* _ACTIVITY_:
Report back every line from the entries below in which the word "right" occurs.

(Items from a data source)
══════════
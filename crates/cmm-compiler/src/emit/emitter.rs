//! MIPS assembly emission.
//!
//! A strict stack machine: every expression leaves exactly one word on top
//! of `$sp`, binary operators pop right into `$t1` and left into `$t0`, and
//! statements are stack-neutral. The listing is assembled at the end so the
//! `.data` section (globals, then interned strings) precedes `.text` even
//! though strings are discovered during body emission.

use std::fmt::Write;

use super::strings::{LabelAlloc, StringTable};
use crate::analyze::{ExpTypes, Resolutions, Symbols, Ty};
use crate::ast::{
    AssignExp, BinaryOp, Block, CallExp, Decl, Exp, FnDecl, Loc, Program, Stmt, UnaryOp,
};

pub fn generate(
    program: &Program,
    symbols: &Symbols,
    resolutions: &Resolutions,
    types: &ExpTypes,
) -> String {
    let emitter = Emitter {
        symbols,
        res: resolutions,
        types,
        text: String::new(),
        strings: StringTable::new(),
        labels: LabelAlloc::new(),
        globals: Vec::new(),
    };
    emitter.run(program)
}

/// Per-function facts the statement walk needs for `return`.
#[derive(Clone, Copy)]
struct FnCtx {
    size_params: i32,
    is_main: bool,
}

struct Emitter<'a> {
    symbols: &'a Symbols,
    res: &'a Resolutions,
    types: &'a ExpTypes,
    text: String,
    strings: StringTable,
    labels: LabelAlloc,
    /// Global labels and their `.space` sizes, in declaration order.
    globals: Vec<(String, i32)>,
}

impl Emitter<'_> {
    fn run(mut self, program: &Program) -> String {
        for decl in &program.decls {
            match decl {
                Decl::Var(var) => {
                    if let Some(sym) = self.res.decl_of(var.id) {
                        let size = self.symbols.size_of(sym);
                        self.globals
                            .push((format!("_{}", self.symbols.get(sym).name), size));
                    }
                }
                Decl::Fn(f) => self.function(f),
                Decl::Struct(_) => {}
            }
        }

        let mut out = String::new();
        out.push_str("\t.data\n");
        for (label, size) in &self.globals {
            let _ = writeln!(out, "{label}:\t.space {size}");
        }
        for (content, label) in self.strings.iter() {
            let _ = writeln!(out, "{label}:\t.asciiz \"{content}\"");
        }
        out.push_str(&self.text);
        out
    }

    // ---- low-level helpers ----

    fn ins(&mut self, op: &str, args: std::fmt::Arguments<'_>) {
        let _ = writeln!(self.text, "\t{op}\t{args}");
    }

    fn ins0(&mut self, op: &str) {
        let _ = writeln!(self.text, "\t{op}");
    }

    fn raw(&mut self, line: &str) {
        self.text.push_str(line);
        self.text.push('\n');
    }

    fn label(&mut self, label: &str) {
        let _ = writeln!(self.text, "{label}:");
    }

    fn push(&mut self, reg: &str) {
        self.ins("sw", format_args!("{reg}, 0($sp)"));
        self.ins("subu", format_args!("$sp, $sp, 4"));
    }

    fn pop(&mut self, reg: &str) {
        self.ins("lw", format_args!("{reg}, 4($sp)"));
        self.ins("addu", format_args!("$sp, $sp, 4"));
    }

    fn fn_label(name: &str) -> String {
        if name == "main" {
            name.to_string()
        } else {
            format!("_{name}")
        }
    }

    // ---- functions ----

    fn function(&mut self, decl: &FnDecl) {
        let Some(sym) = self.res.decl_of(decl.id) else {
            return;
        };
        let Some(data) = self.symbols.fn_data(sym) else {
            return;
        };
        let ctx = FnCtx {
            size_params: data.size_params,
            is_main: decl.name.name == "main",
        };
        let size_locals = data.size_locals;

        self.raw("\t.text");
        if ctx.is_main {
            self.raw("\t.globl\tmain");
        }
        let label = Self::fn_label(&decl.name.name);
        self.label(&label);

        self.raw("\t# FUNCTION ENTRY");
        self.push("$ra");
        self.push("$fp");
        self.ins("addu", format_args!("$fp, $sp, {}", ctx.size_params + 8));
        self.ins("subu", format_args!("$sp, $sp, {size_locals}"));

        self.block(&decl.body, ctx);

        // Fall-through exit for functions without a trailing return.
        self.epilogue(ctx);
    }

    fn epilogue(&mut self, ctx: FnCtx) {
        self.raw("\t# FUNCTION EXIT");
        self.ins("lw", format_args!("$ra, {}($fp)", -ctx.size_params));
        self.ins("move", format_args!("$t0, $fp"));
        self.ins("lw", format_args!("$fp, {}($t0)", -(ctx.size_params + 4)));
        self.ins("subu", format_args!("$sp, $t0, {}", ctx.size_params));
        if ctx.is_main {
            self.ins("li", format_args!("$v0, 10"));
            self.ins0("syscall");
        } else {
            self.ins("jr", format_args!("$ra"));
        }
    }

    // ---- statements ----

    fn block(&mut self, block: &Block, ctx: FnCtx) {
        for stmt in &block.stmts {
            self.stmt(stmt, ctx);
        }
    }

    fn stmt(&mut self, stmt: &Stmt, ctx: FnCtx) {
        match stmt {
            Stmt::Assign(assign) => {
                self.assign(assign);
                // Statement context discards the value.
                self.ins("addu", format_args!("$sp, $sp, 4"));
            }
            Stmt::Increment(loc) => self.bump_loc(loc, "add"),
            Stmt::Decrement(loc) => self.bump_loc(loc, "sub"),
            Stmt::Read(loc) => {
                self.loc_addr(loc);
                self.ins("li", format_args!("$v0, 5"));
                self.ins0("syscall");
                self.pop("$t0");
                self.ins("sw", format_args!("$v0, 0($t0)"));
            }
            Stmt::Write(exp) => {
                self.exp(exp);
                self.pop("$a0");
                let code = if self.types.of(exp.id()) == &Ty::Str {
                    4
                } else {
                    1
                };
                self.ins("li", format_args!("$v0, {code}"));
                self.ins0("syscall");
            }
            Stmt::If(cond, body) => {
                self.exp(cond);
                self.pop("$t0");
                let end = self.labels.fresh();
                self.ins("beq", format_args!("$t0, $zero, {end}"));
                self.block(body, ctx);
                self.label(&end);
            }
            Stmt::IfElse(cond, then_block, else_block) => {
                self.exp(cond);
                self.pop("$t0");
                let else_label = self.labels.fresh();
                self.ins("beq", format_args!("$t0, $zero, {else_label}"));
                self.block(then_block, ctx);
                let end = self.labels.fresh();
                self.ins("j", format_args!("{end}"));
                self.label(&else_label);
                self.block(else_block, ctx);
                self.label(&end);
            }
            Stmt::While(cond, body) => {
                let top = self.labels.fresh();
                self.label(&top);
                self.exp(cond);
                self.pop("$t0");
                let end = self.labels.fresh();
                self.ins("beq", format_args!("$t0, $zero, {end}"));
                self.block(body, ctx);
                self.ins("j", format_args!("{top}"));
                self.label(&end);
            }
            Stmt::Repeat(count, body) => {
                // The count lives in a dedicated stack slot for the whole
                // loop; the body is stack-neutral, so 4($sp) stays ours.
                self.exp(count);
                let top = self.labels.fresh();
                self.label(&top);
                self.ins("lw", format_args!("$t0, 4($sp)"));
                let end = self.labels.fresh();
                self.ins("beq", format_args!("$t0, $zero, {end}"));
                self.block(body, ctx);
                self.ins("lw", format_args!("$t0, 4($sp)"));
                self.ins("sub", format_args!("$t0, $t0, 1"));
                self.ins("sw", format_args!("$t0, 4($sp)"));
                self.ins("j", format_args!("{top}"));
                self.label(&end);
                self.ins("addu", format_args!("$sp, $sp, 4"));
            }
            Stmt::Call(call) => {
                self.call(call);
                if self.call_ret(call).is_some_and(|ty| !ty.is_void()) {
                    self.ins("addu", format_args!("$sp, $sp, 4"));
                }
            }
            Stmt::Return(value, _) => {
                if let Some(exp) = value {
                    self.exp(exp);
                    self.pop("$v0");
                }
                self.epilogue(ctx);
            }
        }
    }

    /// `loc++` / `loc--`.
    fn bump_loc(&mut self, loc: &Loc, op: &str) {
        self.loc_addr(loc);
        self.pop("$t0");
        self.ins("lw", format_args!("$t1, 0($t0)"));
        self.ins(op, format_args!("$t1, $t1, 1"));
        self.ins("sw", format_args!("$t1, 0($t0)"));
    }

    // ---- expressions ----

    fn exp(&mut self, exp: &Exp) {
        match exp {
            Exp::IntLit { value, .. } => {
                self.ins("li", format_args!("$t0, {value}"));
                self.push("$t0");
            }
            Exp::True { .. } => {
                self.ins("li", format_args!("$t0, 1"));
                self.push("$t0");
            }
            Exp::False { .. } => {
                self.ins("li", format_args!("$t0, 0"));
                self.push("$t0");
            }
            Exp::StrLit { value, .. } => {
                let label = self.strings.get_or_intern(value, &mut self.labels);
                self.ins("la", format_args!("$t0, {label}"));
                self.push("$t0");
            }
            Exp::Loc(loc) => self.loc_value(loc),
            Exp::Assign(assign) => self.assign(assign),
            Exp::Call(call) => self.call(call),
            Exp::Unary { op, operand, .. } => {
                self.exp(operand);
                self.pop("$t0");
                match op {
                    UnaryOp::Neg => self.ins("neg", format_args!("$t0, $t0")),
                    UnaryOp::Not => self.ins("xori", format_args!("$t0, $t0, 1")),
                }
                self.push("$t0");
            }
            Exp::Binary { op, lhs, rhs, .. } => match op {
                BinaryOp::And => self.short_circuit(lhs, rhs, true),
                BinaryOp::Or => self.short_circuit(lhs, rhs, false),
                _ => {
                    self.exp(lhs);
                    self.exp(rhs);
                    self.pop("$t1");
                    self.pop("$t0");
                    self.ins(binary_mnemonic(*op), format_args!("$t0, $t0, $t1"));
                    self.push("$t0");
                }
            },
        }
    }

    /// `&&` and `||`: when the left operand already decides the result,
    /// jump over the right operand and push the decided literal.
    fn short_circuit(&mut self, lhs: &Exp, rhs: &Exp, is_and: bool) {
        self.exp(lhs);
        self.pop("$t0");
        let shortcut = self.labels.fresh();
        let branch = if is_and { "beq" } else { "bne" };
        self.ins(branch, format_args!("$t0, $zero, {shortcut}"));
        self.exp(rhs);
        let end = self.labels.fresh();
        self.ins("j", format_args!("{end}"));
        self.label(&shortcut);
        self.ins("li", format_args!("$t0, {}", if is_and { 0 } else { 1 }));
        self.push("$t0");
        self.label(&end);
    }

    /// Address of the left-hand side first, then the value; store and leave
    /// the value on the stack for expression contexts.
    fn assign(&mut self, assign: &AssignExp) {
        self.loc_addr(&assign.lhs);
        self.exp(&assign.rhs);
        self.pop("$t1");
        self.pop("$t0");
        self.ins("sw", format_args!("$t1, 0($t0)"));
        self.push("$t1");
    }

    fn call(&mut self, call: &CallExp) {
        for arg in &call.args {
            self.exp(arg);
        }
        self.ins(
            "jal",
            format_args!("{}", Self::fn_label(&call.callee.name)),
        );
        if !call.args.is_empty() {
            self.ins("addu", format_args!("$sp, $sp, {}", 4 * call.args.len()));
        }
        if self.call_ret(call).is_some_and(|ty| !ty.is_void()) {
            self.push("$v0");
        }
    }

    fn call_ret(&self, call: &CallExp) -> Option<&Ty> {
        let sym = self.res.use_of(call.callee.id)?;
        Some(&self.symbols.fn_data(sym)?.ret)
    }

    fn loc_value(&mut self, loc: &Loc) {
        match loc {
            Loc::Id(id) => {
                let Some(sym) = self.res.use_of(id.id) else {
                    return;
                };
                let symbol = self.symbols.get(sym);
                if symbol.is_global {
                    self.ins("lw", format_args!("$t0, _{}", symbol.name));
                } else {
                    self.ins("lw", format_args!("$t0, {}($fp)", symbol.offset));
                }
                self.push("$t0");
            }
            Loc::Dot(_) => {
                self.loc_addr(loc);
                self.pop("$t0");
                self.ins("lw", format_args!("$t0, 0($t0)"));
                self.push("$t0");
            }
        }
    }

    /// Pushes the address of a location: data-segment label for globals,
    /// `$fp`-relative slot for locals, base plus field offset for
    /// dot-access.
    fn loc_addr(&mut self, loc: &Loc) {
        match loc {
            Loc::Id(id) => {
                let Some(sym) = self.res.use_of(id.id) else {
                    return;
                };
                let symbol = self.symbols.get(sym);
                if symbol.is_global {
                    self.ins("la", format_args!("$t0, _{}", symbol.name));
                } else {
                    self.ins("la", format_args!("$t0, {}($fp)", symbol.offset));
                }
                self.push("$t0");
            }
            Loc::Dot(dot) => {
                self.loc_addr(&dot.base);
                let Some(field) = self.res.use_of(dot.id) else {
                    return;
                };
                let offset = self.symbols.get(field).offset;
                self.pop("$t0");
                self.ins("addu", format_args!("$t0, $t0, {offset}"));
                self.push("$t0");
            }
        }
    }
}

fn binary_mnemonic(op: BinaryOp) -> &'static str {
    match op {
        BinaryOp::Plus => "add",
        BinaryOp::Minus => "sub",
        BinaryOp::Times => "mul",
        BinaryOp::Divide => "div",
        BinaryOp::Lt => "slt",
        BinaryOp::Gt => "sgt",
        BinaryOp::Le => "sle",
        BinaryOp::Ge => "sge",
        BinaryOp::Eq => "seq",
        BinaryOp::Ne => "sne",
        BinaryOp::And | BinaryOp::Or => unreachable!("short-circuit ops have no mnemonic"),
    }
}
══════════
* _SOLUTION_:
//! of `$sp`, binary operators pop right into `$t1` and left into `$t0`, and
    /// jump over the right operand and push the decided literal.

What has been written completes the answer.